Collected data
mod catalog;
mod codegen;
mod feedback;
mod llm;
mod models;
mod runner;
mod web;

use anyhow::Result;
use clap::{Parser, Subcommand};
use std::path::PathBuf;

#[derive(Parser)]
#[command(name = "optiklink-docs")]
#[command(about = "OptikLink API Documentation Backend")]
struct Cli {
    #[command(subcommand)]
    command: Commands,
}

#[derive(Subcommand)]
enum Commands {
    /// Start the documentation API server
    Serve {
        #[arg(short, long, default_value = "8080")]
        port: u16,
        /// Where feedback rows are persisted
        #[arg(long, default_value = "data/feedback.json")]
        feedback: PathBuf,
    },
    /// Export the endpoint catalog as a JSON snapshot
    Export {
        #[arg(short, long)]
        output: Option<PathBuf>,
    },
}

#[tokio::main]
async fn main() -> Result<()> {
    let cli = Cli::parse();

    match cli.command {
        Commands::Serve { port, feedback } => {
            println!("Starting documentation server on port {}...", port);
            web::run_server(port, feedback).await?;
        }
        Commands::Export { output } => {
            let catalog = catalog::Catalog::load();
            let export = catalog.export();

            let output_path = output.unwrap_or_else(|| PathBuf::from("data/catalog.json"));
            if let Some(parent) = output_path.parent() {
                std::fs::create_dir_all(parent)?;
            }
            std::fs::write(&output_path, serde_json::to_string_pretty(&export)?)?;
            println!(
                "Catalog exported to: {} ({} endpoints)",
                output_path.display(),
                export.endpoints.len()
            );
        }
    }

    Ok(())
}
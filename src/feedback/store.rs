use std::fs;
use std::path::PathBuf;
use std::sync::Mutex;

use chrono::{DateTime, Utc};
use serde::{Deserialize, Serialize};
use thiserror::Error;

#[derive(Debug, Error)]
pub enum FeedbackError {
    #[error("Feedback message must not be empty")]
    EmptyMessage,
    #[error("Failed to access feedback storage: {0}")]
    Io(#[from] std::io::Error),
    #[error("Feedback storage is corrupted: {0}")]
    Corrupted(#[from] serde_json::Error),
}

#[derive(Debug, Clone, PartialEq, Serialize, Deserialize)]
#[serde(rename_all = "camelCase")]
pub struct Feedback {
    pub id: u64,
    pub message: String,
    pub is_helpful: bool,
    pub created_at: DateTime<Utc>,
}

#[derive(Debug, Clone, Deserialize)]
#[serde(rename_all = "camelCase")]
pub struct NewFeedback {
    pub message: String,
    #[serde(default)]
    pub is_helpful: Option<bool>,
}

/// Feedback rows persisted as one pretty-printed JSON document. Ids are
/// sequential, 1-based; `is_helpful` defaults to true when omitted.
pub struct FeedbackStore {
    path: PathBuf,
    rows: Mutex<Vec<Feedback>>,
}

impl FeedbackStore {
    /// Opens the store, loading any rows already on disk. A missing file is
    /// an empty store.
    pub fn open(path: impl Into<PathBuf>) -> Result<Self, FeedbackError> {
        let path = path.into();
        let rows = match fs::read_to_string(&path) {
            Ok(raw) => serde_json::from_str(&raw)?,
            Err(err) if err.kind() == std::io::ErrorKind::NotFound => Vec::new(),
            Err(err) => return Err(err.into()),
        };
        Ok(Self {
            path,
            rows: Mutex::new(rows),
        })
    }

    pub fn create(&self, new: NewFeedback) -> Result<Feedback, FeedbackError> {
        if new.message.trim().is_empty() {
            return Err(FeedbackError::EmptyMessage);
        }

        let mut rows = self.rows.lock().expect("feedback rows lock");
        let row = Feedback {
            id: rows.last().map(|r| r.id).unwrap_or(0) + 1,
            message: new.message,
            is_helpful: new.is_helpful.unwrap_or(true),
            created_at: Utc::now(),
        };
        rows.push(row.clone());
        self.persist(&rows)?;
        Ok(row)
    }

    pub fn all(&self) -> Vec<Feedback> {
        self.rows.lock().expect("feedback rows lock").clone()
    }

    fn persist(&self, rows: &[Feedback]) -> Result<(), FeedbackError> {
        if let Some(parent) = self.path.parent() {
            fs::create_dir_all(parent)?;
        }
        fs::write(&self.path, serde_json::to_string_pretty(rows)?)?;
        Ok(())
    }
}
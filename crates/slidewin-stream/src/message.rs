use crate::error::{Error, Result};

/// Payload that tells a consumer to stop
pub const DONE: &str = "DONE";

/// A decoded transport payload
#[derive(Debug, Clone, Copy, PartialEq, Eq)]
pub enum Message {
    /// A value to be aggregated
    Value(i64),
    /// End-of-stream sentinel
    Done,
}

impl Message {
    /// Decodes a payload
    ///
    /// The payload must be exactly [DONE] or a decimal integer (surrounding whitespace is
    /// ignored). Anything else is a [Error::MalformedPayload].
    pub fn parse(payload: &str) -> Result<Self> {
        if payload == DONE {
            return Ok(Message::Done);
        }
        payload
            .trim()
            .parse::<i64>()
            .map(Message::Value)
            .map_err(|_| Error::MalformedPayload {
                payload: payload.to_string(),
            })
    }

    /// Encodes the message into a payload
    pub fn encode(&self) -> String {
        match self {
            Message::Value(v) => v.to_string(),
            Message::Done => DONE.to_string(),
        }
    }
}
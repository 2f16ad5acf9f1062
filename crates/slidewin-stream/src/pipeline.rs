use std::sync::Arc;

use slidewin::{MedianAggregator, MedianWindow, SlidingWindow, SumWindow};
use tokio::{
    fs::{self, File},
    io::BufWriter,
    task::JoinSet,
};

use crate::{
    broker::{Broker, Subscription},
    clock::{Clock, SystemClock},
    conf::PipelineConf,
    dispatch::{self, DispatchReport},
    error::Result,
    format::Render,
    kind::AggregateKind,
};

/// The consumer side: one independent task per aggregate kind
///
/// Each task owns its window exclusively and writes to its own result file, so the SUM and
/// MEDIAN streams never share state.
pub struct Pipeline {
    conf: PipelineConf,
    clock: Arc<dyn Clock>,
}

impl Pipeline {
    /// Creates a pipeline stamping events with the system clock
    pub fn new(conf: PipelineConf) -> Self {
        Self {
            conf,
            clock: Arc::new(SystemClock),
        }
    }

    /// Replaces the clock used to stamp events
    pub fn with_clock(mut self, clock: Arc<dyn Clock>) -> Self {
        self.clock = clock;
        self
    }

    /// Returns the pipeline configuration
    pub fn conf(&self) -> &PipelineConf {
        &self.conf
    }

    /// Subscribes both topics, creates the result files and spawns the consumers
    ///
    /// Subscriptions are in place when this returns, so a publisher started afterwards
    /// loses no values.
    pub async fn start(&self, broker: &Broker) -> Result<RunningPipeline> {
        let folder = &self.conf.output_folder;
        fs::create_dir_all(folder).await?;
        log::info!("Output folder: {}", folder.display());

        let mut tasks = JoinSet::new();
        for kind in AggregateKind::ALL {
            let subscription = broker.subscribe(self.conf.topic(kind));
            let sink = BufWriter::new(File::create(self.conf.output_path(kind)).await?);
            match kind {
                AggregateKind::Sum => spawn_consumer(
                    &mut tasks,
                    kind,
                    subscription,
                    SumWindow::new(self.conf.window_range),
                    sink,
                    self.clock.clone(),
                ),
                AggregateKind::Median => spawn_consumer(
                    &mut tasks,
                    kind,
                    subscription,
                    MedianWindow::with_aggregator(
                        self.conf.window_range,
                        MedianAggregator::new(self.conf.median_index),
                    ),
                    sink,
                    self.clock.clone(),
                ),
            }
        }
        Ok(RunningPipeline { tasks })
    }

    /// Starts the consumers and waits for both of them to finish
    ///
    /// Values published before the subscriptions exist are lost, use [Pipeline::start] when
    /// the publisher runs concurrently.
    pub async fn run(&self, broker: &Broker) -> Result<Vec<(AggregateKind, DispatchReport)>> {
        self.start(broker).await?.join().await
    }
}

type ConsumerTasks = JoinSet<(AggregateKind, Result<DispatchReport>)>;

fn spawn_consumer<A>(
    tasks: &mut ConsumerTasks,
    kind: AggregateKind,
    subscription: Subscription,
    window: SlidingWindow<A>,
    mut sink: BufWriter<File>,
    clock: Arc<dyn Clock>,
) where
    A: Render + Send,
{
    tasks.spawn(async move {
        let outcome = dispatch::run(subscription, window, &mut sink, clock.as_ref()).await;
        (kind, outcome)
    });
}

/// Handle to the spawned consumers
pub struct RunningPipeline {
    tasks: ConsumerTasks,
}

impl RunningPipeline {
    /// Waits for both consumers to observe the end-of-stream sentinel
    ///
    /// Returns the reports in [AggregateKind::ALL] order. On the first consumer failure the
    /// remaining consumers are aborted and awaited before the error is returned, so no task
    /// keeps writing its result file.
    pub async fn join(mut self) -> Result<Vec<(AggregateKind, DispatchReport)>> {
        let mut reports = Vec::with_capacity(self.tasks.len());
        while let Some(joined) = self.tasks.join_next().await {
            let failure = match joined {
                Ok((kind, Ok(report))) => {
                    reports.push((kind, report));
                    continue;
                }
                Ok((kind, Err(err))) => {
                    log::error!("{kind} consumer failed: {err}");
                    err
                }
                Err(err) => {
                    log::error!("consumer task failed: {err}");
                    err.into()
                }
            };
            self.tasks.abort_all();
            while self.tasks.join_next().await.is_some() {}
            return Err(failure);
        }
        reports.sort_by_key(|(kind, _)| AggregateKind::ALL.iter().position(|k| k == kind));
        Ok(reports)
    }
}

## Exercise details
Collect each line above holding the string "NewFeedback".

## Exercise solution
pub struct NewFeedback {
    pub fn create(&self, new: NewFeedback) -> Result<Feedback, FeedbackError> {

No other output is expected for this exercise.